Desde que hicieron el descubrimiento en la orilla del río, la imaginación de Alberto e Iñaki comenzó a volar. Ahora que ya tenían un poco más estudiado cómo funcionaban las barcas y las balsas, decidieron montárselo a lo robinsones, como si estuvieran en una isla perdida. Llamaron a Yvonne. A la estudiante belga la idea le pareció estupenda. Lo primero sería encontrar algún lugar que sirviera de campamento y embarcadero.
No muy lejos de donde se encontraban, Alberto halló una pequeña playa en la que podían dejar las barcas bien resguardadas y, en su momento, construir una especie de refugio en el que pasar la noche.
La verdad es que desde el sitio que Alberto había descubierto parecía, cuando se miraba al horizonte, que al final del río había mar abierto. Yvonne estaba ya algo cansada y lo que realmente le apetecía era tumbarse un rato al sol, pero esto era difícil, dado que sus dos amigos son como un vendaval que todo lo arrastra. El caso es que, para conseguir su propósito, Yvonne adoptó una sonrisa de picardía y les propuso a los dos muchachos:
—¡Alberto, Iñaki! Haced como robinsones o como lo que queráis, pero el caso es que quiero tener algo de tranquilidad sin Yago y Borja.
Alberto e Iñaki se entusiasmaron inmediatamente con la idea. Empezaron a hablar los dos sobre las provisiones mínimas que necesitarían para hacer su campamento «disidente». Yvonne solamente tuvo que añadir una cosa para salirse con la suya:
—¡Como no os deis prisa…!
—Es verdad, Alberto. Vamos a buscar la mayor parte de nuestras cosas antes de que se despierten esos plastas. Las tenemos allí, donde aquel árbol. ¡Te echo una carrera con las barcas! —le dijo Iñaki a Alberto mientras salía disparado hacia su embarcación.
—¡Muy bien, Iñaki, veremos quién es el más rápido! Tú, Yvonne, nos podrías cronometrar —dijo Alberto, al tiempo que salía corriendo detrás de Iñaki.
Yvonne podía ahora tomar el sol tranquila mientras sus dos amigos comenzaban a remar, aunque no por mucho tiempo, ya que el árbol que habían trazado como límite estaba a una distancia de ciento veinte metros.

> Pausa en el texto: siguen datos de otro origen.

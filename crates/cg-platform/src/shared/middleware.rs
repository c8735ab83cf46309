//! API Middleware
//!
//! Authentication middleware for Axum. Identity resolution is delegated to
//! the configured [`IdentityVerifier`]; requests that do not carry a valid
//! bearer token are rejected before any handler (and any store access) runs.

use axum::{
    extract::FromRequestParts,
    http::{header::AUTHORIZATION, request::Parts, StatusCode, HeaderValue},
    response::{IntoResponse, Response},
    Json,
};
use std::sync::Arc;

use crate::auth::verifier::{extract_bearer_token, IdentityVerifier, VerifiedPrincipal};
use crate::shared::api_common::ApiError;

/// Application state containing shared services
#[derive(Clone)]
pub struct AppState {
    pub verifier: Arc<dyn IdentityVerifier>,
}

/// Authenticated principal extractor
///
/// Validates the bearer token and resolves it to a [`VerifiedPrincipal`].
pub struct Authenticated(pub VerifiedPrincipal);

impl std::ops::Deref for Authenticated {
    type Target = VerifiedPrincipal;

    fn deref(&self) -> &Self::Target {
        &self.0
    }
}

/// Error response for authentication failures
pub struct AuthError {
    pub status: StatusCode,
    pub message: String,
}

impl IntoResponse for AuthError {
    fn into_response(self) -> Response {
        let body = ApiError {
            error: "UNAUTHORIZED".to_string(),
            message: self.message,
            details: None,
        };
        (self.status, Json(body)).into_response()
    }
}

impl<S> FromRequestParts<S> for Authenticated
where
    S: Send + Sync,
{
    type Rejection = AuthError;

    async fn from_request_parts(parts: &mut Parts, _state: &S) -> Result<Self, Self::Rejection> {
        // AppState is injected into extensions by AuthLayer
        let app_state = parts.extensions.get::<AppState>()
            .ok_or_else(|| AuthError {
                status: StatusCode::INTERNAL_SERVER_ERROR,
                message: "Identity verifier not configured".to_string(),
            })?;

        let token = parts.headers
            .get(AUTHORIZATION)
            .and_then(|v: &HeaderValue| v.to_str().ok())
            .and_then(extract_bearer_token)
            .map(String::from)
            .ok_or_else(|| AuthError {
                status: StatusCode::UNAUTHORIZED,
                message: "Missing authentication token".to_string(),
            })?;

        let principal = app_state.verifier.verify(&token).await
            .map_err(|e| AuthError {
                status: StatusCode::UNAUTHORIZED,
                message: e.to_string(),
            })?;

        Ok(Authenticated(principal))
    }
}

/// Middleware layer that injects AppState into request extensions
/// This enables the Authenticated extractor to work
use tower::Layer;
use tower::Service;
use std::task::{Context, Poll};
use std::future::Future;
use std::pin::Pin;

#[derive(Clone)]
pub struct AuthLayer {
    state: AppState,
}

impl AuthLayer {
    pub fn new(state: AppState) -> Self {
        Self { state }
    }
}

impl<S> Layer<S> for AuthLayer {
    type Service = AuthMiddleware<S>;

    fn layer(&self, inner: S) -> Self::Service {
        AuthMiddleware {
            inner,
            state: self.state.clone(),
        }
    }
}

#[derive(Clone)]
pub struct AuthMiddleware<S> {
    inner: S,
    state: AppState,
}

impl<S, B> Service<axum::http::Request<B>> for AuthMiddleware<S>
where
    S: Service<axum::http::Request<B>, Response = Response> + Send + Clone + 'static,
    S::Future: Send + 'static,
    B: Send + 'static,
{
    type Response = S::Response;
    type Error = S::Error;
    type Future = Pin<Box<dyn Future<Output = Result<Self::Response, Self::Error>> + Send>>;

    fn poll_ready(&mut self, cx: &mut Context<'_>) -> Poll<Result<(), Self::Error>> {
        self.inner.poll_ready(cx)
    }

    fn call(&mut self, mut req: axum::http::Request<B>) -> Self::Future {
        req.extensions_mut().insert(self.state.clone());

        let future = self.inner.call(req);
        Box::pin(async move { future.await })
    }
}
//! Shared infrastructure: errors, credentials, middleware, indexes

pub mod api_common;
pub mod credential;
pub mod error;
pub mod indexes;
pub mod middleware;
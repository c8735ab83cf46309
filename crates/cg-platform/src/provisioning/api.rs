//! Account API
//!
//! REST endpoints for the provisioned account state.
//! Base path: /api/account

use axum::{
    routing::{get, post},
    extract::State,
    Json, Router,
};
use utoipa::{OpenApi, ToSchema};
use serde::Serialize;
use std::sync::Arc;

use crate::provisioning::service::{AccountState, ProvisioningService};
use crate::shared::api_common::ApiError;
use crate::shared::error::PlatformError;
use crate::shared::middleware::Authenticated;

// ============================================================================
// Request/Response DTOs
// ============================================================================

/// Provisioned account state response
#[derive(Debug, Serialize, ToSchema)]
#[serde(rename_all = "camelCase")]
pub struct AccountStateResponse {
    /// API credential for non-interactive calls
    pub api_key: String,

    /// Remaining credits in minor units
    pub balance: i64,
}

impl From<AccountState> for AccountStateResponse {
    fn from(state: AccountState) -> Self {
        Self {
            api_key: state.api_key,
            balance: state.balance,
        }
    }
}

/// Rotated credential response
#[derive(Debug, Serialize, ToSchema)]
#[serde(rename_all = "camelCase")]
pub struct RotatedKeyResponse {
    /// Replacement API credential; prior keys stop matching the stored record
    pub api_key: String,
}

// ============================================================================
// State
// ============================================================================

/// Account API state
#[derive(Clone)]
pub struct AccountApiState {
    pub provisioning: Arc<ProvisioningService>,
}

// ============================================================================
// Endpoints
// ============================================================================

/// Get the caller's provisioned state, creating it on first access
#[utoipa::path(
    get,
    path = "",
    tag = "account",
    responses(
        (status = 200, description = "Provisioned account state", body = AccountStateResponse),
        (status = 401, description = "Missing or invalid identity token", body = ApiError),
        (status = 500, description = "Provisioning failed", body = ApiError)
    ),
    security(("bearer_auth" = []))
)]
pub async fn get_account(
    State(state): State<AccountApiState>,
    auth: Authenticated,
) -> Result<Json<AccountStateResponse>, PlatformError> {
    let account_state = state.provisioning.get_or_create(&auth.0).await?;
    Ok(Json(AccountStateResponse::from(account_state)))
}

/// Issue a replacement API key for the caller
#[utoipa::path(
    post,
    path = "/credential",
    tag = "account",
    responses(
        (status = 200, description = "New credential issued", body = RotatedKeyResponse),
        (status = 401, description = "Missing or invalid identity token", body = ApiError),
        (status = 500, description = "Rotation failed", body = ApiError)
    ),
    security(("bearer_auth" = []))
)]
pub async fn issue_api_key(
    State(state): State<AccountApiState>,
    auth: Authenticated,
) -> Result<Json<RotatedKeyResponse>, PlatformError> {
    let api_key = state.provisioning.rotate_api_key(&auth.0).await?;
    Ok(Json(RotatedKeyResponse { api_key }))
}

/// Build the account router
pub fn account_router(state: AccountApiState) -> Router {
    Router::new()
        .route("/", get(get_account))
        .route("/credential", post(issue_api_key))
        .with_state(state)
}

/// OpenAPI document for the account endpoints
#[derive(OpenApi)]
#[openapi(
    paths(get_account, issue_api_key),
    components(schemas(AccountStateResponse, RotatedKeyResponse, ApiError)),
    tags((name = "account", description = "Account provisioning endpoints"))
)]
pub struct AccountApiDoc;
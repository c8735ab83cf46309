//! CreditGate Account Server
//!
//! Production server for the account provisioning API:
//! - GET  /api/account            - provisioned state (lazy create on first access)
//! - POST /api/account/credential - issue a replacement API key
//!
//! ## Environment Variables
//!
//! | Variable | Default | Description |
//! |----------|---------|-------------|
//! | `CG_API_PORT` | `8080` | HTTP API port |
//! | `CG_OPS_PORT` | `9090` | Health/metrics port |
//! | `CG_MONGO_URL` | `mongodb://localhost:27017` | MongoDB connection URL |
//! | `CG_MONGO_DB` | `creditgate` | MongoDB database name |
//! | `CG_STORE` | `mongo` | Store backend (`mongo` or `memory` for local dev) |
//! | `CG_JWT_SECRET` | - | HMAC secret shared with the identity provider |
//! | `CG_JWT_ISSUER` | `creditgate` | Expected JWT issuer claim |
//! | `CG_JWT_AUDIENCE` | `creditgate` | Expected JWT audience claim |
//! | `CG_SEED_CREDITS` | `1000` | Initial credit balance for new accounts |
//! | `RUST_LOG` | `info` | Log level |

use std::sync::Arc;
use axum::{
    routing::get,
    response::Json,
    Router,
};
use tower_http::cors::{CorsLayer, Any};
use tower_http::trace::TraceLayer;
use anyhow::Result;
use tracing::{info, warn};
use tokio::{signal, net::TcpListener};
use utoipa::OpenApi;
use utoipa_swagger_ui::SwaggerUi;

use cg_common::{env_or, env_or_parse, StoreBackend};
use cg_platform::api::{account_router, AccountApiState, AccountApiDoc, AppState, AuthLayer};
use cg_platform::shared::indexes::initialize_indexes;
use cg_platform::{
    AccountStore, ApiKeyGenerator, CreditLedger, JwtIdentityVerifier, VerifierConfig,
    MemoryAccountStore, MemoryCreditLedger, MongoAccountStore, MongoCreditLedger,
    ProvisioningService, DEFAULT_SEED_CREDITS,
};

#[tokio::main]
async fn main() -> Result<()> {
    cg_common::logging::init_logging("cg-account-server");

    info!("Starting CreditGate Account Server");

    // Configuration from environment
    let api_port: u16 = env_or_parse("CG_API_PORT", 8080);
    let ops_port: u16 = env_or_parse("CG_OPS_PORT", 9090);
    let mongo_url = env_or("CG_MONGO_URL", "mongodb://localhost:27017");
    let mongo_db = env_or("CG_MONGO_DB", "creditgate");
    let store_backend: StoreBackend = env_or_parse("CG_STORE", StoreBackend::Mongo);
    let jwt_issuer = env_or("CG_JWT_ISSUER", "creditgate");
    let jwt_audience = env_or("CG_JWT_AUDIENCE", "creditgate");
    let seed_credits: i64 = env_or_parse("CG_SEED_CREDITS", DEFAULT_SEED_CREDITS);

    // Connect stores
    let (accounts, ledger): (Arc<dyn AccountStore>, Arc<dyn CreditLedger>) = match store_backend {
        StoreBackend::Mongo => {
            info!("Connecting to MongoDB: {}/{}", mongo_url, mongo_db);
            let mongo_client = mongodb::Client::with_uri_str(&mongo_url).await?;
            let db = mongo_client.database(&mongo_db);
            initialize_indexes(&db).await?;
            (
                Arc::new(MongoAccountStore::new(&db)),
                Arc::new(MongoCreditLedger::new(&db)),
            )
        }
        StoreBackend::Memory => {
            warn!("Using in-memory store; data will not survive a restart");
            (
                Arc::new(MemoryAccountStore::new()),
                Arc::new(MemoryCreditLedger::new()),
            )
        }
    };
    info!("Store backend initialized ({})", store_backend);

    // Initialize identity verification
    let jwt_secret = match std::env::var("CG_JWT_SECRET") {
        Ok(secret) if !secret.is_empty() => secret,
        _ => {
            warn!("CG_JWT_SECRET not set; generating an ephemeral secret (dev only)");
            ApiKeyGenerator::generate(32)?
        }
    };
    let verifier = Arc::new(JwtIdentityVerifier::new(VerifierConfig {
        secret: jwt_secret,
        issuer: jwt_issuer,
        audience: jwt_audience,
    }));
    info!("Identity verifier initialized");

    // Create AppState
    let app_state = AppState { verifier };

    // Build API state
    let provisioning = Arc::new(
        ProvisioningService::new(accounts, ledger).with_seed_credits(seed_credits),
    );
    let account_state = AccountApiState { provisioning };

    let app = Router::new()
        .nest("/api/account", account_router(account_state))
        // OpenAPI / Swagger UI
        .merge(SwaggerUi::new("/swagger-ui").url("/q/openapi", AccountApiDoc::openapi()))
        // Auth middleware
        .layer(AuthLayer::new(app_state))
        .layer(TraceLayer::new_for_http())
        .layer(CorsLayer::new().allow_origin(Any).allow_methods(Any).allow_headers(Any));

    // Start API server
    let api_addr = format!("0.0.0.0:{}", api_port);
    info!("API server listening on http://{}", api_addr);

    let api_listener = TcpListener::bind(&api_addr).await?;
    let api_task = tokio::spawn(async move {
        axum::serve(api_listener, app).await.unwrap();
    });

    // Start ops server
    let ops_addr = format!("0.0.0.0:{}", ops_port);
    info!("Ops server listening on http://{}/health", ops_addr);

    let ops_app = Router::new()
        .route("/metrics", get(metrics_handler))
        .route("/health", get(health_handler))
        .route("/ready", get(ready_handler));

    let ops_listener = TcpListener::bind(&ops_addr).await?;
    let ops_task = tokio::spawn(async move {
        axum::serve(ops_listener, ops_app).await.unwrap();
    });

    info!("CreditGate Account Server started");
    info!("Press Ctrl+C to shutdown");

    // Wait for shutdown
    shutdown_signal().await;
    info!("Shutdown signal received...");

    api_task.abort();
    ops_task.abort();

    info!("CreditGate Account Server shutdown complete");
    Ok(())
}

async fn metrics_handler() -> &'static str {
    "# HELP cg_account_up Account server is up\n# TYPE cg_account_up gauge\ncg_account_up 1\n"
}

async fn health_handler() -> Json<serde_json::Value> {
    Json(serde_json::json!({
        "status": "UP",
        "version": env!("CARGO_PKG_VERSION")
    }))
}

async fn ready_handler() -> Json<serde_json::Value> {
    Json(serde_json::json!({
        "status": "READY"
    }))
}

async fn shutdown_signal() {
    let ctrl_c = async {
        signal::ctrl_c().await.expect("failed to install Ctrl+C handler");
    };

    #[cfg(unix)]
    let terminate = async {
        signal::unix::signal(signal::unix::SignalKind::terminate())
            .expect("failed to install signal handler")
            .recv()
            .await;
    };

    #[cfg(not(unix))]
    let terminate = std::future::pending::<()>();

    tokio::select! {
        _ = ctrl_c => {},
        _ = terminate => {},
    }
}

—Preparados, listos, ¡ya! —gritó Yvonne.
Alberto comenzó a remar con muy buen ritmo. Tanto es así que consiguió mantener una velocidad constante de tres kilómetros por hora, tanto a la ida como a la vuelta.
Iñaki, por el contrario, empezó esforzándose mucho a la ida, mientras aprovechaba la corriente. Sudando la gota gorda consiguió remar a una velocidad de cuatro kilómetros por hora. A la vuelta estaba ya reventado y no le quedó más remedio que remar más despacio. La velocidad en la remada era ahora de dos kilómetros por hora.
Yvonne se fue animando mientras veía cómo sus dos amigos se enzarzaban en una lucha de titanes. Se olvidó de tomar el sol, dado que la carrera se estaba poniendo cada vez más emocionante, y resultaba muy difícil no preguntarse:
¿LLEGARÍAN AL MISMO TIEMPO O GANARÍA ALGUNO DE ELLOS?